(Data entries)
━━━━━━━━━━

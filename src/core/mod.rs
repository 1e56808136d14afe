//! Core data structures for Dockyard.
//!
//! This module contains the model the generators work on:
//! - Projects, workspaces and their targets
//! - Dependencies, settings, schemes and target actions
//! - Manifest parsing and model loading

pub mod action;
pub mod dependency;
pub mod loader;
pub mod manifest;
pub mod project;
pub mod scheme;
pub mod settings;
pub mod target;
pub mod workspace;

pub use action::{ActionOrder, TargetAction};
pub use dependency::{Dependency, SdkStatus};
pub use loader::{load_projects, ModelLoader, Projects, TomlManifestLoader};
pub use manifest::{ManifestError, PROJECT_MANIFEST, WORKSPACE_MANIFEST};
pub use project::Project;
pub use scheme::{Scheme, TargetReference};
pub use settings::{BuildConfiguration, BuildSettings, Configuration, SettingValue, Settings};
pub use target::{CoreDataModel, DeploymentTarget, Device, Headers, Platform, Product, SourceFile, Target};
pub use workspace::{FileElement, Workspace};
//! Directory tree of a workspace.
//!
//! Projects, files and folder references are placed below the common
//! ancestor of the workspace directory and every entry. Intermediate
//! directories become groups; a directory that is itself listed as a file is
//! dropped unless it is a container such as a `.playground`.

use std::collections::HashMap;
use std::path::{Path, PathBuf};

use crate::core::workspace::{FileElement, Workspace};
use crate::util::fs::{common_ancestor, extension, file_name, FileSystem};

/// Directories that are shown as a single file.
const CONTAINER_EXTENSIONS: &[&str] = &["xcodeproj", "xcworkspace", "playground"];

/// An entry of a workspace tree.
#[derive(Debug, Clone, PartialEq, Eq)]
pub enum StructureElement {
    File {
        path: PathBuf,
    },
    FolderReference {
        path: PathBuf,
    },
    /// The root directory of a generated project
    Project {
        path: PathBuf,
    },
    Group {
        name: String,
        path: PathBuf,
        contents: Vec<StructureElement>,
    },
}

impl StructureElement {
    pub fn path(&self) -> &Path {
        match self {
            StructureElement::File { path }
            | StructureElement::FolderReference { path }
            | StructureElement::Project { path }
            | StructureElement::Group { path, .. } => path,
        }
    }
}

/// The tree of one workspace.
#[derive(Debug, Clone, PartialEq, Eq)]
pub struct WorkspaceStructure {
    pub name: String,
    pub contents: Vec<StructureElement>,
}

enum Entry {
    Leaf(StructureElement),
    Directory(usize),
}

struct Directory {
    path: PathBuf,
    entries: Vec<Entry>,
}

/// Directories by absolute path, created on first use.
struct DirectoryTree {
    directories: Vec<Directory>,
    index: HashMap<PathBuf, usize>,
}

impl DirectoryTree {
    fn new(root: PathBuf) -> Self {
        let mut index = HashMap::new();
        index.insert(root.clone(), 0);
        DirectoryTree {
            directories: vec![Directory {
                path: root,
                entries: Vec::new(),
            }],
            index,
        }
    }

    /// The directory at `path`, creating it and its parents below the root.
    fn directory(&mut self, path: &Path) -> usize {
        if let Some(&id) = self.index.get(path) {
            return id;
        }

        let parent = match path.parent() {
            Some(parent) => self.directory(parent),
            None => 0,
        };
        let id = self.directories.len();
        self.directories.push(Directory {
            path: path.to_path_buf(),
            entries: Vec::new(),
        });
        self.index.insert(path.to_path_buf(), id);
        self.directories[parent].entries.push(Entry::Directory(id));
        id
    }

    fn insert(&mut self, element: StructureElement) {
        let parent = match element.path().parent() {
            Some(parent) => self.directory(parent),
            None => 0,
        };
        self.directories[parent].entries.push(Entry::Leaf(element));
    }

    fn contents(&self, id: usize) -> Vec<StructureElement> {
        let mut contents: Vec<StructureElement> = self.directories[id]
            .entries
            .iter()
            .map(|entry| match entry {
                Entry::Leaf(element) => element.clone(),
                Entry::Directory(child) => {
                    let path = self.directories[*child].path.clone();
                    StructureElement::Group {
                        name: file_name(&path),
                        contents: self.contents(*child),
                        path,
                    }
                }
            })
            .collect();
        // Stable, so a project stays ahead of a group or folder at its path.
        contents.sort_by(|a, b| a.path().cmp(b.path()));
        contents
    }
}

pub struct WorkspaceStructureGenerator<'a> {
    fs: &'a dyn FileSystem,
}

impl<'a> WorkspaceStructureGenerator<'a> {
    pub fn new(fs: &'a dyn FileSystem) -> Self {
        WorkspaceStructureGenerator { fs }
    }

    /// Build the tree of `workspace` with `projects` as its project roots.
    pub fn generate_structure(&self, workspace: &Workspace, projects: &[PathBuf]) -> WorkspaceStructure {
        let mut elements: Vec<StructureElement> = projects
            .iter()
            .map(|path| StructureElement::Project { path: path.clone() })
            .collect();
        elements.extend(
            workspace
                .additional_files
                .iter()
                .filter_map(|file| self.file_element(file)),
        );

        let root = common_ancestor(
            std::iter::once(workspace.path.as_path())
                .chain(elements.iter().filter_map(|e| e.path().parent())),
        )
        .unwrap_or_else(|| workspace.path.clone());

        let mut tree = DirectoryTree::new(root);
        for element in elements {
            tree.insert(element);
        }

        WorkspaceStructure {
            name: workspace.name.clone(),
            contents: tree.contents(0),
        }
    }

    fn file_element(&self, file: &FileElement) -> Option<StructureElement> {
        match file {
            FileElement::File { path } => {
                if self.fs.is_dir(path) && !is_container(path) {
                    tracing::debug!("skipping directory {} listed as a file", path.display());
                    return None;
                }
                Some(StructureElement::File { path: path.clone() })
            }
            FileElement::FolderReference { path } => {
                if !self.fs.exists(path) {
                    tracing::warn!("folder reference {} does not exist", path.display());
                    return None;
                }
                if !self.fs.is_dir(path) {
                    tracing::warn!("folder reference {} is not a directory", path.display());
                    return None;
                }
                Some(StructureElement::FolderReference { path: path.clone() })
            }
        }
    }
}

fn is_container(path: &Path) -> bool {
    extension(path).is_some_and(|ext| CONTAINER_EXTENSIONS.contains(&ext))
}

━━━━━━━━━━

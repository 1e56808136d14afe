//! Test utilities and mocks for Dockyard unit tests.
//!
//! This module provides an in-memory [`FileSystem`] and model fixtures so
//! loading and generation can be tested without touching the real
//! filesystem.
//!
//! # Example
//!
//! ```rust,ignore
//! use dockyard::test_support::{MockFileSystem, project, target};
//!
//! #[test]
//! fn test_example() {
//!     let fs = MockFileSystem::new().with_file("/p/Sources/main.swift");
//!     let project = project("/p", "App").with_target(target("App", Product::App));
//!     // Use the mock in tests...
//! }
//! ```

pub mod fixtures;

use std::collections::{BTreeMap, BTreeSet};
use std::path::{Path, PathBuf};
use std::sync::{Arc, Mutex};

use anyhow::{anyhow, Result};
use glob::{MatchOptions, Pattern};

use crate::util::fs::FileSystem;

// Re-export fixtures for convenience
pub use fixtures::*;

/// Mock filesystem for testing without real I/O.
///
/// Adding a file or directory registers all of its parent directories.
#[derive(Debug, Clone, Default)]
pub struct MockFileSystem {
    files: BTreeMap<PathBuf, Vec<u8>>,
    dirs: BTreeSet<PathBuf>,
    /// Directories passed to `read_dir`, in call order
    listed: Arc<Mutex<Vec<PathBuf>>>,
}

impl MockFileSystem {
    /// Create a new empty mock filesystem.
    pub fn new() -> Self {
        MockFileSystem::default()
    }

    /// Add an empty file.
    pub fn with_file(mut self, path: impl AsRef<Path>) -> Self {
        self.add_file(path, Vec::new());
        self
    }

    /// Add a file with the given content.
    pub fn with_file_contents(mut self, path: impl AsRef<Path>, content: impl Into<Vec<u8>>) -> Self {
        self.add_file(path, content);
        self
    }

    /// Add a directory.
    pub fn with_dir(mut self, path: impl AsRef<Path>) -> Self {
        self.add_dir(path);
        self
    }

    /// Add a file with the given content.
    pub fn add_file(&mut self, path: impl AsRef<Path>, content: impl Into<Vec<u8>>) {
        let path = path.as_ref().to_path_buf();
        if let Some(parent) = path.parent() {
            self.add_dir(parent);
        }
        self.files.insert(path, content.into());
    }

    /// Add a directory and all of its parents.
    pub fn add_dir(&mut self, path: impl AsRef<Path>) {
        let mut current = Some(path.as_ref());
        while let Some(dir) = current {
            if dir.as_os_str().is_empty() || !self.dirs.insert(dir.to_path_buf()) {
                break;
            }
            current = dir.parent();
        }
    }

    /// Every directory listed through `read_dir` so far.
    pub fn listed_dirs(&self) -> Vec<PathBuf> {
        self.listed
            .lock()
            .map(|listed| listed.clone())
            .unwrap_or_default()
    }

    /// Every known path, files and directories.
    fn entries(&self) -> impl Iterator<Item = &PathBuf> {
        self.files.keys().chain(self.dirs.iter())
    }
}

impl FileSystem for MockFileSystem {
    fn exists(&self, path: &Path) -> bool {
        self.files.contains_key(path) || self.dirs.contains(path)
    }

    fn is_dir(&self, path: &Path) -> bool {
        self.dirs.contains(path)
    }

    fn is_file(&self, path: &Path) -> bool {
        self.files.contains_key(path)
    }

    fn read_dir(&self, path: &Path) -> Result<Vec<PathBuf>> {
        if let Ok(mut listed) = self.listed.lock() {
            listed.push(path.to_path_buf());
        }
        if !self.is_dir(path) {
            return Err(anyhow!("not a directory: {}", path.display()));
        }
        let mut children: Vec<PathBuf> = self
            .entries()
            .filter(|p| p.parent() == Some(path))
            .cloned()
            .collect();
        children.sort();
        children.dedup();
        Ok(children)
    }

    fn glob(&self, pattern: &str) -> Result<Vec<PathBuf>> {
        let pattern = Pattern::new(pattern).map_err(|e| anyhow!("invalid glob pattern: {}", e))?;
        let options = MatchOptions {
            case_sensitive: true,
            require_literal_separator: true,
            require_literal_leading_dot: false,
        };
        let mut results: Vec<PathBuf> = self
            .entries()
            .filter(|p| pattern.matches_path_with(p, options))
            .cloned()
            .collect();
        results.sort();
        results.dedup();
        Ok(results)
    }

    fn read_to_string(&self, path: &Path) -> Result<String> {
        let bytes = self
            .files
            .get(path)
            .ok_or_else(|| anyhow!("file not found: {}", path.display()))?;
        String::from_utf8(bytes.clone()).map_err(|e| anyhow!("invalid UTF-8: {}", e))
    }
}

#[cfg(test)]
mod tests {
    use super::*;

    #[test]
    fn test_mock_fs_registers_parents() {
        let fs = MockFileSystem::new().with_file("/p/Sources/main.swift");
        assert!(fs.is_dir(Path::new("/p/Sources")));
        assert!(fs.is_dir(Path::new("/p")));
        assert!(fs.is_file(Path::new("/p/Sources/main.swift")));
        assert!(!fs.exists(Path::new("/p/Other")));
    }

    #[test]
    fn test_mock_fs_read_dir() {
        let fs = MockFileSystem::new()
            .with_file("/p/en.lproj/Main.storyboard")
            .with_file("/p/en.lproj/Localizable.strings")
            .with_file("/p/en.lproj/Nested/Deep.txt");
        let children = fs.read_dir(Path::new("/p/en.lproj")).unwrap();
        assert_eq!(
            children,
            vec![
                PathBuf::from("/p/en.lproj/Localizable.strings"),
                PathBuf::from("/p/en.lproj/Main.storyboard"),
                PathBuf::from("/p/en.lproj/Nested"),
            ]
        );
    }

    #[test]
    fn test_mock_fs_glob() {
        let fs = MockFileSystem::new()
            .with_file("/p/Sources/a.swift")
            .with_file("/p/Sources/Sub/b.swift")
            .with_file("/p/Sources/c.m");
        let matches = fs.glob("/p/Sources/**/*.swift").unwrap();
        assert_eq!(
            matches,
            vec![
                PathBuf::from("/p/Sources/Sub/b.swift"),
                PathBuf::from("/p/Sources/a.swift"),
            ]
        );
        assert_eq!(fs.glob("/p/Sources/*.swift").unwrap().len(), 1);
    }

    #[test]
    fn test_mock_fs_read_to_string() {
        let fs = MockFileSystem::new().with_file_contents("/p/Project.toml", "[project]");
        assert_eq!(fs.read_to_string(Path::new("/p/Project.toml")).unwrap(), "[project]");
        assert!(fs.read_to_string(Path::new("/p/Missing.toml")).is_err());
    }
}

━━━━━━━━━━

[EXERCISE DIRECTIONS]: Looking at the data above, how many lines hold the word "This"? Respond with the number alone.

[ANSWER AREA]: 2